Up to and including the line that contains "Subscription plans carry", return every line from the start of the data, unchanged.

[Exercise materials — start]

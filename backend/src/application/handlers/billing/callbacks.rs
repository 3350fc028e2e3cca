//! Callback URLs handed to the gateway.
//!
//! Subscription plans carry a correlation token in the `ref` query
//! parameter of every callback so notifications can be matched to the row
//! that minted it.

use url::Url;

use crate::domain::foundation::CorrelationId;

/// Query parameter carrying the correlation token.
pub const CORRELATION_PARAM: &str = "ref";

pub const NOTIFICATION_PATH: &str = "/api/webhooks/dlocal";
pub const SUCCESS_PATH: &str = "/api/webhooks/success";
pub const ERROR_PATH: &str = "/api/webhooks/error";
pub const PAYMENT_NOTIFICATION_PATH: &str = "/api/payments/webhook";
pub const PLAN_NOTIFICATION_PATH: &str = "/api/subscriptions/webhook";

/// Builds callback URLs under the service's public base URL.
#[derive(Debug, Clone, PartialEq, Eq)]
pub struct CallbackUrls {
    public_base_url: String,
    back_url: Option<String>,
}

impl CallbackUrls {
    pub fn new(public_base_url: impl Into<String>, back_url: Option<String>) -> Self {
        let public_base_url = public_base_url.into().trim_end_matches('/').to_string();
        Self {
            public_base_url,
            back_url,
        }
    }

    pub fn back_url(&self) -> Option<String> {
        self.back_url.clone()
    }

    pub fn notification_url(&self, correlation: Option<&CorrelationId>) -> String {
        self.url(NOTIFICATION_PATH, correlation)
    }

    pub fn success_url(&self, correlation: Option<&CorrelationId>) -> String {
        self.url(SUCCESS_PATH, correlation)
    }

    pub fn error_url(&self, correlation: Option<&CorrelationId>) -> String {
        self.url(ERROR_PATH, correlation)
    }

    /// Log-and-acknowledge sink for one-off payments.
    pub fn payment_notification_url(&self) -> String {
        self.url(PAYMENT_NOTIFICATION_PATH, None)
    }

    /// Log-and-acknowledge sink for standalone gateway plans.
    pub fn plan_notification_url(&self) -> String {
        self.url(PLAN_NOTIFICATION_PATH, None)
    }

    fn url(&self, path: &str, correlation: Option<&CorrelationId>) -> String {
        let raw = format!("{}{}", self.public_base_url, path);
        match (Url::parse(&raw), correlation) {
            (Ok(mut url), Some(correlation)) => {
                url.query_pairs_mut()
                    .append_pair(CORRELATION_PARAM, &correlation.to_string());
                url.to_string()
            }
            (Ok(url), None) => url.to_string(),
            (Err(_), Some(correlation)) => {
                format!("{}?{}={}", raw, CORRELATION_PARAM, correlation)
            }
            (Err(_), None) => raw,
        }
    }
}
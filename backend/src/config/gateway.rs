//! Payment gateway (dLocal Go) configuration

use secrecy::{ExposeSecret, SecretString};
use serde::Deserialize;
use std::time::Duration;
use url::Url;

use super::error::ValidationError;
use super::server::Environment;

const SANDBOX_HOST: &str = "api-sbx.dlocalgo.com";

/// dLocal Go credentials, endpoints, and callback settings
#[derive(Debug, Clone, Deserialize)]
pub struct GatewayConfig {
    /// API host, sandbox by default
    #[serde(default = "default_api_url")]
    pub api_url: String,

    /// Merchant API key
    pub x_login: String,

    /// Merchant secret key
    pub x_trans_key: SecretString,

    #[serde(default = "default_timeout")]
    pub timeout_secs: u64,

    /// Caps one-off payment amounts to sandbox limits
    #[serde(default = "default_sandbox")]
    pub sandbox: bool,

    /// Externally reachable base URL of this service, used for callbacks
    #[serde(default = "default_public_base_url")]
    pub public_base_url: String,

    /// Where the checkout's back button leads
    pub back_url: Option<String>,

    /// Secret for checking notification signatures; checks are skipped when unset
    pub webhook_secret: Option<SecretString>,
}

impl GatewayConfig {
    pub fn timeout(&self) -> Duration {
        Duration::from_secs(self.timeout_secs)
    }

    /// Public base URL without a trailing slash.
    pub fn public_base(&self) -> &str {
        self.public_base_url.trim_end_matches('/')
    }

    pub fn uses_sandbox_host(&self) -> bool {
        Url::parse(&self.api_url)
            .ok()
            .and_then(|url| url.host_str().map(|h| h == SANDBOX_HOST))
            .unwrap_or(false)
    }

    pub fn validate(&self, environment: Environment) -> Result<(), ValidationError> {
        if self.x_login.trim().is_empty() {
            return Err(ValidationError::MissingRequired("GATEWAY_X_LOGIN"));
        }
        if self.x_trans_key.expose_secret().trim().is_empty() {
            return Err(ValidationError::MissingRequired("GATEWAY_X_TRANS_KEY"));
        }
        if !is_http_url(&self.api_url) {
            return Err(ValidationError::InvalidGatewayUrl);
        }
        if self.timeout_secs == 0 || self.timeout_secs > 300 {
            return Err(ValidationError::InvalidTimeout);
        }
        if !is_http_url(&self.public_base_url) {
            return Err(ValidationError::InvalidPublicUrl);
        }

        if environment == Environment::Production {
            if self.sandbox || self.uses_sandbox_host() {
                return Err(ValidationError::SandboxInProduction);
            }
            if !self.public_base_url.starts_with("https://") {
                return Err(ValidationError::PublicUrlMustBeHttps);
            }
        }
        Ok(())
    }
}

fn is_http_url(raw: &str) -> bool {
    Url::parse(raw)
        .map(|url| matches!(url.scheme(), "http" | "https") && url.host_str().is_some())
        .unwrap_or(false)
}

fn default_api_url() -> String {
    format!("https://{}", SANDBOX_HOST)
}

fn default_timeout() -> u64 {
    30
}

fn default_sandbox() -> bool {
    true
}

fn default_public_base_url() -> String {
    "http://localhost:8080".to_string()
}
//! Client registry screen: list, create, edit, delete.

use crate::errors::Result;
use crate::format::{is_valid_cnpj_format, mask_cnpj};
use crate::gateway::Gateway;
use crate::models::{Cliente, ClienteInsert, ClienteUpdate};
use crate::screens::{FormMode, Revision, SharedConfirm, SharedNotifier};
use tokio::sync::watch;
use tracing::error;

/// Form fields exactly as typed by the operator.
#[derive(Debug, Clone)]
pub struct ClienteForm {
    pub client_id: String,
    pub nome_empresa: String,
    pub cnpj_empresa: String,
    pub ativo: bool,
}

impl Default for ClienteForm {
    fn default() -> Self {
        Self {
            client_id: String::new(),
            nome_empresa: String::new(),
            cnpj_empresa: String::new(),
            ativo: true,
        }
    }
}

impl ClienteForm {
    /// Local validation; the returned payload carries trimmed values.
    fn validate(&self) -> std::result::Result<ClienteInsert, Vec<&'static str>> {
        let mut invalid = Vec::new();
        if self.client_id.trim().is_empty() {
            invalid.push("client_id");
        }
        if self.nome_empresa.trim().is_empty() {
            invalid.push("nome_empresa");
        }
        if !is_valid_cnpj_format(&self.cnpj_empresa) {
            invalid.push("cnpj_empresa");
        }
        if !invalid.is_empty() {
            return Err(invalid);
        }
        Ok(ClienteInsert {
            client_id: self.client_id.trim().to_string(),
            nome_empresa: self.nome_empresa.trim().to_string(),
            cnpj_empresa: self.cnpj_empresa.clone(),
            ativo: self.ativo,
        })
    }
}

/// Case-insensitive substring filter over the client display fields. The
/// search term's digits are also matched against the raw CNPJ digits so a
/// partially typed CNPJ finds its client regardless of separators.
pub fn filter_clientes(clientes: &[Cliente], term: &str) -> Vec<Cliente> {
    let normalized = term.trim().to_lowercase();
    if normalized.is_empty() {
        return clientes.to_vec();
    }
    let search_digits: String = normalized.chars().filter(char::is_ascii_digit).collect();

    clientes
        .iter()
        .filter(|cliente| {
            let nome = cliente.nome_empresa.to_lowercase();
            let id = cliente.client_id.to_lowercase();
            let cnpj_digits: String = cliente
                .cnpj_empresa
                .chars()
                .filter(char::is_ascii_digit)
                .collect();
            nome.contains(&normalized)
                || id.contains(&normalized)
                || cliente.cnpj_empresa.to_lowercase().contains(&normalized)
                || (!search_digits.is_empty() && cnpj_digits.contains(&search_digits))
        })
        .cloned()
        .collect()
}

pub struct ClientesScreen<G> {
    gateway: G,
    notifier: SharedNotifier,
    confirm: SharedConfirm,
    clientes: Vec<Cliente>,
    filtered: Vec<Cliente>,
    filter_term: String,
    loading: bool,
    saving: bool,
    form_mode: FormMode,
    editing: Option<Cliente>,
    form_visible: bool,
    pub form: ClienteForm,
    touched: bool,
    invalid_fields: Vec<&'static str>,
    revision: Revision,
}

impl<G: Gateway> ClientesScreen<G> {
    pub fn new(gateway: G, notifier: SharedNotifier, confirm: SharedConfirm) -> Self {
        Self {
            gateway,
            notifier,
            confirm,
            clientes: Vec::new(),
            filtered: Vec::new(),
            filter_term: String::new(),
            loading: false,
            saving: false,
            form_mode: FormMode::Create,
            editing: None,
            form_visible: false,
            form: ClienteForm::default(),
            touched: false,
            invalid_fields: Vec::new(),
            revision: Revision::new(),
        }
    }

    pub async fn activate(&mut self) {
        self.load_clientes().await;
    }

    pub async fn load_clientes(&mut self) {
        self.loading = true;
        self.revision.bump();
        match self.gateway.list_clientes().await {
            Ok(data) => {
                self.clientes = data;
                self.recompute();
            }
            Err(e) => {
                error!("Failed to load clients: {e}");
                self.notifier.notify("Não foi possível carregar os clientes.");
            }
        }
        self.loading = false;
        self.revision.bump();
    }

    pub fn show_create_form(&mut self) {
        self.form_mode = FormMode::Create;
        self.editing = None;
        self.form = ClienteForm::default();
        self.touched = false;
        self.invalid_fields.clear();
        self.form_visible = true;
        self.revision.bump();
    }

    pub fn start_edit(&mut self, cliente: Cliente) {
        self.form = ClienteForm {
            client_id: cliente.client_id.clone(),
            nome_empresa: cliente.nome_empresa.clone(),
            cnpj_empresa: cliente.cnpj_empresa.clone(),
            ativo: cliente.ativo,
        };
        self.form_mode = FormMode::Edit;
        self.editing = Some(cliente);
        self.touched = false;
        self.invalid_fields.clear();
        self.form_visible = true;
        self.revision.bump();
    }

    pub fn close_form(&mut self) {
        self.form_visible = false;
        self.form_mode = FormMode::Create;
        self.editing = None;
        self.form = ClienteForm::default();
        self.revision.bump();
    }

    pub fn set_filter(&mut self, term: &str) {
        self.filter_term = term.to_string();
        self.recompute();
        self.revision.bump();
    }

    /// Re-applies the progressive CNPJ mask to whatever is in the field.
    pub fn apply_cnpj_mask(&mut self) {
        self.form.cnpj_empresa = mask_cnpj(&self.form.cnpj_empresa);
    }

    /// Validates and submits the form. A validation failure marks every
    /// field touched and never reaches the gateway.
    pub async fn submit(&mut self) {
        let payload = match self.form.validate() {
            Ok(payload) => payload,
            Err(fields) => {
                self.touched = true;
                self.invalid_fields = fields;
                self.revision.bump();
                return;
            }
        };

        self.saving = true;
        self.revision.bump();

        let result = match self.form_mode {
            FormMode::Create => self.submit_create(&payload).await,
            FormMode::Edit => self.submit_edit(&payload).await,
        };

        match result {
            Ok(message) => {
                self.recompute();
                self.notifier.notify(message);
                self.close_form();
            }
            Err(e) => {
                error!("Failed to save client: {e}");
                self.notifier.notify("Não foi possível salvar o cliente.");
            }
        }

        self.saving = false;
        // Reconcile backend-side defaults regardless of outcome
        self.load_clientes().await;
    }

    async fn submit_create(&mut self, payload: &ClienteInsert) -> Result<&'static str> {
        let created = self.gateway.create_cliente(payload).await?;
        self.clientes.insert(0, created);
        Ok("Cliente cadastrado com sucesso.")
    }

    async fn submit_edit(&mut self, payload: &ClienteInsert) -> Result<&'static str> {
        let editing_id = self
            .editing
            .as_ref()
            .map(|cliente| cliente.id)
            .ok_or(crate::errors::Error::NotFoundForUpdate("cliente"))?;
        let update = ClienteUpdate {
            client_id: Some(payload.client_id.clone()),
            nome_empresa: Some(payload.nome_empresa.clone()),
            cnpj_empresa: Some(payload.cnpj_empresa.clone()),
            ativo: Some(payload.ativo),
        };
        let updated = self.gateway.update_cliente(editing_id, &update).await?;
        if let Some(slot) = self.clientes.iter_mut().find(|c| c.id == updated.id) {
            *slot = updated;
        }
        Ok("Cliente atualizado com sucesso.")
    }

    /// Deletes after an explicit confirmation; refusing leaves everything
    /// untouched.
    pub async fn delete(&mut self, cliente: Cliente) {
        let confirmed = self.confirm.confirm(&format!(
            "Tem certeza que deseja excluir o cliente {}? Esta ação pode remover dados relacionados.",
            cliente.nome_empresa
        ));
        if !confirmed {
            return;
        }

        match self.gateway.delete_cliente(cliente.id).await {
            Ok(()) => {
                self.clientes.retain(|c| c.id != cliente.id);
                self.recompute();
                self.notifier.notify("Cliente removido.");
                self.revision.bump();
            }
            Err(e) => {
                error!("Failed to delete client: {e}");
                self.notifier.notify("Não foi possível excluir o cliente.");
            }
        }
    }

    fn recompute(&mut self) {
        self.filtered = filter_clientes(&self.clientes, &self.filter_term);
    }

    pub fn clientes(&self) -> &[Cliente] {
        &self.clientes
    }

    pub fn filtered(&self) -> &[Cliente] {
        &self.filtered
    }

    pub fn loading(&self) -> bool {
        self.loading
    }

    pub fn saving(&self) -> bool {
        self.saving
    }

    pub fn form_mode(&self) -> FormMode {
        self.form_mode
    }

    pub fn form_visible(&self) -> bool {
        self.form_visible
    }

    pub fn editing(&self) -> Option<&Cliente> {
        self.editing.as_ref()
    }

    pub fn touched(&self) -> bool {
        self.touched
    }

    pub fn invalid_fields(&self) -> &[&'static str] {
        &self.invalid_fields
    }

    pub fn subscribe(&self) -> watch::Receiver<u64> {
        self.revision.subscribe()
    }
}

[Exercise materials — finish]

Result:
filename backend/src/application/handlers/billing/callbacks.rs
repository 3350fc028e2e3cca
//! Callback URLs handed to the gateway.
//!
//! Subscription plans carry a correlation token in the `ref` query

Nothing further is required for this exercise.